C’est entendu, les syndicats français sont faibles et le patronat ne vaut guère mieux. C’est entendu aussi que l’aptitude au dialogue social n’est pas notre première qualité.On reste alors saisis par les obligations de négocier qui en rafales successives tombent sur le dos des négociateurs d’entreprise et des partenaires sociaux.

Au plan national interprofessionnel, les figures imposées à la négociation sociale portent sur la rénovation des institutions représentatives du personnel et le dialogue social dans les PME, la gouvernance des entreprises, la gestion sociale des conséquences de la crise sur l’emploi, le harcèlement et la violence au travail. On se doit de rappeler que ces mêmes partenaires sociaux doivent par ailleurs mettre en musique des accords signés ou des lois récentes : formation professionnelle, marché du travail avec le fonds de sécurisation, représentativité.

Au niveau des branches professionnelles, les négociateurs doivent donner suite à la loi sur la formation, négocier sur les handicapés, les seniors, obligations qui s’ajoutent aux activités contractuelles ordinaires telles que les négociations salariales.

Enfin, au plan des entreprises, les pouvoirs publics ne sont pas en reste : seniors, handicapés, jeunes en alternance, égalité professionnelle font l’objet de mise en demeure assorties de sanctions. Ici aussi, ces obligations s’ajoutent au pain quotidien du dialogue social : emploi, conditions de travail, salaires etc.
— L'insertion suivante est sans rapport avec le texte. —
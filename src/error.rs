//! Error types.
//!
//! Recoverable failures are reported through these enums. Caller bugs (a
//! property-state lookup on a non-property ID, a game with no players) panic
//! instead.

use crate::core::PlayerId;

/// Failure to read a board definition.
#[derive(thiserror::Error, Debug)]
pub enum BoardError {
    /// The JSON could not be parsed into a board
    #[error("Invalid board definition: {0}")]
    Json(#[from] serde_json::Error),

    /// A board needs at least one tile
    #[error("Board {0:?} has no tiles")]
    NoTiles(String),
}

/// Failure to restore a saved game.
///
/// Line numbers are 1-based positions in the save text.
#[derive(thiserror::Error, Debug)]
pub enum LoadError {
    /// Reading the save file failed
    #[error("I/O error: {0}")]
    Io(#[from] std::io::Error),

    /// The save ended before every field was read
    #[error("Unexpected end of save data")]
    UnexpectedEof,

    #[error("Line {line}: expected an integer")]
    InvalidNumber { line: usize },

    #[error("Line {line}: expected true or false")]
    InvalidBoolean { line: usize },

    /// No known board has the saved name
    #[error("Unknown board {0:?}")]
    UnknownBoard(String),

    #[error("Player at position {expected} is numbered {found}")]
    PlayerNumberMismatch { expected: usize, found: i64 },

    #[error("{player} is at location {location}, which is off the board")]
    LocationOutOfRange { player: PlayerId, location: i64 },

    #[error("{player} owes a nonexistent player {creditor}")]
    InvalidCreditor { player: PlayerId, creditor: i64 },

    #[error("Current player index {0} is out of range")]
    CurrentPlayerOutOfRange(i64),

    #[error("Too many players: {0}")]
    TooManyPlayers(i64),

    #[error("A game needs at least one player")]
    NoPlayers,

    /// A property state is keyed by an ID that is not a property on the board
    #[error("{0:?} is not a property on this board")]
    UnknownProperty(String),

    #[error("Property {0:?} is mortgaged but has buildings")]
    MortgagedWithBuildings(String),

    /// An item or property ID appears twice in one saved map
    #[error("Line {line}: {id:?} is listed twice")]
    DuplicateEntry { line: usize, id: String },
}

/// Failure to apply an action through the checked engine path.
#[derive(thiserror::Error, Debug, Clone, PartialEq, Eq)]
pub enum GameError {
    /// The action is not offered right now, or its preconditions fail
    #[error("Action not allowed: {0}")]
    ActionNotAllowed(String),

    /// A winner has been declared
    #[error("The game is over")]
    GameOver,
}

/// Result type for loading saves.
pub type LoadResult<T> = Result<T, LoadError>;

#[cfg(test)]
mod tests {
    use super::*;

    #[test]
    fn test_messages() {
        assert_eq!(
            LoadError::InvalidNumber { line: 3 }.to_string(),
            "Line 3: expected an integer"
        );
        assert_eq!(
            LoadError::LocationOutOfRange {
                player: PlayerId::new(1),
                location: 40
            }
            .to_string(),
            "Player 2 is at location 40, which is off the board"
        );
        assert_eq!(
            GameError::ActionNotAllowed("Buy".into()).to_string(),
            "Action not allowed: Buy"
        );
    }
}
Le pouvoir politique face à la réaction aux suicides de salariés illustre un comportement devenu réflexe : Il y a un problème ? Une obligation de négocier ! Ouf ! On a sorti le parapluie. Ainsi les partenaires de branches et d’entreprise sont-ils priés de négocier sur le stress dans un délai très court. Voilà le reflet d’une conception centrale de la question sociale. Le pouvoir au plus haut niveau considère que les acteurs y compris dans l’entreprise, sont des exécutants disciplinés des ordres venus du sommet gouvernemental. Comment s’étonner alors que les syndicats s’emploient à remplir les rues de manifestants contre ce pouvoir central ?

Cette course à l’élargissement continu des sujets de la négociation sociale ne mène nulle part. Sinon à des accords qui n’ont de réalité que l’encre sur le papier et qui ne seront pas mis en œuvre. Cette overdose est tout le contraire du renouveau du dialogue social.

Les partenaires sociaux, ceux en tout cas qui veulent construire une politique efficace de changements sociaux, pourraient réfléchir aux moyens de faire face à la vague déferlante des sommations politiques. Un agenda semble alors une arme, certes légère, mais utile.

Quant aux négociateurs dans les entreprises, il ne reste qu’à leur souhaiter bon courage, surtout s’ils veulent négocier de bons accords et en plus les appliquer !

On rêve ici d’une sorte d’armistice : plus de nouvelle loi sociale, plus de nouvel accord national durant deux ans. Place au travail sur le terrain, à la mise en œuvre et à l’évaluation de ce qui a déjà été décidé.